◆ WORK REQUEST: Repeat the material below. Keep every line exactly as written.

◆ DATASET:
########################################

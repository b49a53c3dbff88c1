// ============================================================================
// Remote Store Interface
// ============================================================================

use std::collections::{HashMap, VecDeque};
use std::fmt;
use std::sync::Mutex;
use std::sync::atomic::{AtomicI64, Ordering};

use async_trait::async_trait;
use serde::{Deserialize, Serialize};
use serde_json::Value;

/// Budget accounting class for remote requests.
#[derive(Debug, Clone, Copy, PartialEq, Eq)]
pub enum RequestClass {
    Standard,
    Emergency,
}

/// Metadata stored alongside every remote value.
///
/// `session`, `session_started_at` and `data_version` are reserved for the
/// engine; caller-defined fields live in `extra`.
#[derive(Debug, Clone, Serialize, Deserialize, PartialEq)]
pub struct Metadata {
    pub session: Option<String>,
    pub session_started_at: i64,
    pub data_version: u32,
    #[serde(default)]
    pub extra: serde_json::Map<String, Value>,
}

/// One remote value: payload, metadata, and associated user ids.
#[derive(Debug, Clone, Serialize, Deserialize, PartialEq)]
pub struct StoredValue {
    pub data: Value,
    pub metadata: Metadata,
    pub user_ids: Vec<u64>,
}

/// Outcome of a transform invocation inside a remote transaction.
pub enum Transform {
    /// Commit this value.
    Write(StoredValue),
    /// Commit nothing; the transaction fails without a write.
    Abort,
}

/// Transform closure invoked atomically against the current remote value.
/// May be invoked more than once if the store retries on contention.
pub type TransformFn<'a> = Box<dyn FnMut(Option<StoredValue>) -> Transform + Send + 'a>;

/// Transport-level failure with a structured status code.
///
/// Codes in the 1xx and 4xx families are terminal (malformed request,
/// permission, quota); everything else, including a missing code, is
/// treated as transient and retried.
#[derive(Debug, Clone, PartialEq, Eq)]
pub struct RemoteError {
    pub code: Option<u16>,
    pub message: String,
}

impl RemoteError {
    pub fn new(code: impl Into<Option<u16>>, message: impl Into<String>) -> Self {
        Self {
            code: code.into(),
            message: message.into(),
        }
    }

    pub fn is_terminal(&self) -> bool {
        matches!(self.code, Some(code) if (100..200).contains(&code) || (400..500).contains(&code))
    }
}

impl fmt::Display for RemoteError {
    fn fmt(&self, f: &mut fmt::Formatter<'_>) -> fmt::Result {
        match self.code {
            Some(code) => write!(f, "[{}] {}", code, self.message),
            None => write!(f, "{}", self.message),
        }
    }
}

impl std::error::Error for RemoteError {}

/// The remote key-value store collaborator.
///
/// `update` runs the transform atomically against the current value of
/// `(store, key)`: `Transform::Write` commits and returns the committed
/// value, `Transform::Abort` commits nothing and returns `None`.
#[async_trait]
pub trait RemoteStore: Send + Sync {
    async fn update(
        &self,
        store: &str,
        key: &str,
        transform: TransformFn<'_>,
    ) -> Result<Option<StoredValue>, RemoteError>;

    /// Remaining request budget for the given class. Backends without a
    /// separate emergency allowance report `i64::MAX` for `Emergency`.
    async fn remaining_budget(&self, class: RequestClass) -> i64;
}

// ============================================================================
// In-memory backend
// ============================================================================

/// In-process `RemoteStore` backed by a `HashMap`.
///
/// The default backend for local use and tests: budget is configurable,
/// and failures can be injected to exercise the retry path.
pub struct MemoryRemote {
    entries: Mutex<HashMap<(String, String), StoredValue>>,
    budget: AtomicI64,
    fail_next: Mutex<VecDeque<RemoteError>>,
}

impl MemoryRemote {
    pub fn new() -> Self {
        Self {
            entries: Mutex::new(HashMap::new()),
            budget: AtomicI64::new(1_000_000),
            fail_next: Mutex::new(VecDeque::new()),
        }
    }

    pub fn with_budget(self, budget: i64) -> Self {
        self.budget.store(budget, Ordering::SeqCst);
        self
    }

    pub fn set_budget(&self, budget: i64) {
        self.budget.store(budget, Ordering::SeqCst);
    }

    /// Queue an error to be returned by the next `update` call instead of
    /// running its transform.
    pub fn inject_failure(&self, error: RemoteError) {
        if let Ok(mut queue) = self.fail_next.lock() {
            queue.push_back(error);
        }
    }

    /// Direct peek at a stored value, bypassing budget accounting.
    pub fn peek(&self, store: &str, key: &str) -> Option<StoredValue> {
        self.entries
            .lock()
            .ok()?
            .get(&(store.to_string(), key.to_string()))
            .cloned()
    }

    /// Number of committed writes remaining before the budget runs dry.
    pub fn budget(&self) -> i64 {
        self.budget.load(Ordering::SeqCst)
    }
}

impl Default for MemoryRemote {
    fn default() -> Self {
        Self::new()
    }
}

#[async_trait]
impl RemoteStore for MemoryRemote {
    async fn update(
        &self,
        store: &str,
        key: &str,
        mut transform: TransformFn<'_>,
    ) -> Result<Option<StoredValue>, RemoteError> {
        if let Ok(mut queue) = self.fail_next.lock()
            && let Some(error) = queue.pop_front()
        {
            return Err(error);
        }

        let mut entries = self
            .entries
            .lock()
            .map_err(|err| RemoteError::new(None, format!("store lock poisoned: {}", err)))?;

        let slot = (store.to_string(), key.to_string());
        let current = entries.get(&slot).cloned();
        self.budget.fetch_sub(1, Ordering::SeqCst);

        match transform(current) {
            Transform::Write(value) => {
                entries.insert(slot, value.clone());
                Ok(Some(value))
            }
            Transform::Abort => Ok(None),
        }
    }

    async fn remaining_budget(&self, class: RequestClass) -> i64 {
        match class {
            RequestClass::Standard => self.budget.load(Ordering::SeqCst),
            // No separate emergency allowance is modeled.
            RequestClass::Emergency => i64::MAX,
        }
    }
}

########################################

◆ YOUR SOLUTION:
repository b49a53c3dbff88c1
// ============================================================================
// Remote Store Interface
// ============================================================================

use std::collections::{HashMap, VecDeque};
use std::fmt;
use std::sync::Mutex;
use std::sync::atomic::{AtomicI64, Ordering};

use async_trait::async_trait;
use serde::{Deserialize, Serialize};
use serde_json::Value;

/// Budget accounting class for remote requests.
#[derive(Debug, Clone, Copy, PartialEq, Eq)]
pub enum RequestClass {
    Standard,
    Emergency,
}

/// Metadata stored alongside every remote value.
///
/// `session`, `session_started_at` and `data_version` are reserved for the
/// engine; caller-defined fields live in `extra`.
#[derive(Debug, Clone, Serialize, Deserialize, PartialEq)]
pub struct Metadata {
    pub session: Option<String>,
    pub session_started_at: i64,
    pub data_version: u32,
    #[serde(default)]
    pub extra: serde_json::Map<String, Value>,
}

/// One remote value: payload, metadata, and associated user ids.
#[derive(Debug, Clone, Serialize, Deserialize, PartialEq)]
pub struct StoredValue {
    pub data: Value,
    pub metadata: Metadata,
    pub user_ids: Vec<u64>,
}

/// Outcome of a transform invocation inside a remote transaction.
pub enum Transform {
    /// Commit this value.
    Write(StoredValue),
    /// Commit nothing; the transaction fails without a write.
    Abort,
}

/// Transform closure invoked atomically against the current remote value.
/// May be invoked more than once if the store retries on contention.
pub type TransformFn<'a> = Box<dyn FnMut(Option<StoredValue>) -> Transform + Send + 'a>;

/// Transport-level failure with a structured status code.
///
/// Codes in the 1xx and 4xx families are terminal (malformed request,
/// permission, quota); everything else, including a missing code, is
/// treated as transient and retried.
#[derive(Debug, Clone, PartialEq, Eq)]
pub struct RemoteError {
    pub code: Option<u16>,
    pub message: String,
}

impl RemoteError {
    pub fn new(code: impl Into<Option<u16>>, message: impl Into<String>) -> Self {
        Self {
            code: code.into(),
            message: message.into(),
        }
    }

    pub fn is_terminal(&self) -> bool {
        matches!(self.code, Some(code) if (100..200).contains(&code) || (400..500).contains(&code))
    }
}

impl fmt::Display for RemoteError {
    fn fmt(&self, f: &mut fmt::Formatter<'_>) -> fmt::Result {
        match self.code {
            Some(code) => write!(f, "[{}] {}", code, self.message),
            None => write!(f, "{}", self.message),
        }
    }
}

impl std::error::Error for RemoteError {}

/// The remote key-value store collaborator.
///
/// `update` runs the transform atomically against the current value of
/// `(store, key)`: `Transform::Write` commits and returns the committed
/// value, `Transform::Abort` commits nothing and returns `None`.
#[async_trait]
pub trait RemoteStore: Send + Sync {
    async fn update(
        &self,
        store: &str,
        key: &str,
        transform: TransformFn<'_>,
    ) -> Result<Option<StoredValue>, RemoteError>;

    /// Remaining request budget for the given class. Backends without a
    /// separate emergency allowance report `i64::MAX` for `Emergency`.
    async fn remaining_budget(&self, class: RequestClass) -> i64;
}

// ============================================================================
// In-memory backend
// ============================================================================

/// In-process `RemoteStore` backed by a `HashMap`.
///
/// The default backend for local use and tests: budget is configurable,
/// and failures can be injected to exercise the retry path.
pub struct MemoryRemote {
    entries: Mutex<HashMap<(String, String), StoredValue>>,
    budget: AtomicI64,
    fail_next: Mutex<VecDeque<RemoteError>>,
}

impl MemoryRemote {
    pub fn new() -> Self {
        Self {
            entries: Mutex::new(HashMap::new()),
            budget: AtomicI64::new(1_000_000),
            fail_next: Mutex::new(VecDeque::new()),
        }
    }

    pub fn with_budget(self, budget: i64) -> Self {
        self.budget.store(budget, Ordering::SeqCst);
        self
    }

    pub fn set_budget(&self, budget: i64) {
        self.budget.store(budget, Ordering::SeqCst);
    }

    /// Queue an error to be returned by the next `update` call instead of
    /// running its transform.
    pub fn inject_failure(&self, error: RemoteError) {
        if let Ok(mut queue) = self.fail_next.lock() {
            queue.push_back(error);
        }
    }

    /// Direct peek at a stored value, bypassing budget accounting.
    pub fn peek(&self, store: &str, key: &str) -> Option<StoredValue> {
        self.entries
            .lock()
            .ok()?
            .get(&(store.to_string(), key.to_string()))
            .cloned()
    }

    /// Number of committed writes remaining before the budget runs dry.
    pub fn budget(&self) -> i64 {
        self.budget.load(Ordering::SeqCst)
    }
}

impl Default for MemoryRemote {
    fn default() -> Self {
        Self::new()
    }
}

#[async_trait]
impl RemoteStore for MemoryRemote {
    async fn update(
        &self,
        store: &str,
        key: &str,
        mut transform: TransformFn<'_>,
    ) -> Result<Option<StoredValue>, RemoteError> {
        if let Ok(mut queue) = self.fail_next.lock()
            && let Some(error) = queue.pop_front()
        {
            return Err(error);
        }

        let mut entries = self
            .entries
            .lock()
            .map_err(|err| RemoteError::new(None, format!("store lock poisoned: {}", err)))?;

        let slot = (store.to_string(), key.to_string());
        let current = entries.get(&slot).cloned();
        self.budget.fetch_sub(1, Ordering::SeqCst);

        match transform(current) {
            Transform::Write(value) => {
                entries.insert(slot, value.clone());
                Ok(Some(value))
            }
            Transform::Abort => Ok(None),
        }
    }

    async fn remaining_budget(&self, class: RequestClass) -> i64 {
        match class {
            RequestClass::Standard => self.budget.load(Ordering::SeqCst),
            // No separate emergency allowance is modeled.
            RequestClass::Emergency => i64::MAX,
        }
    }
}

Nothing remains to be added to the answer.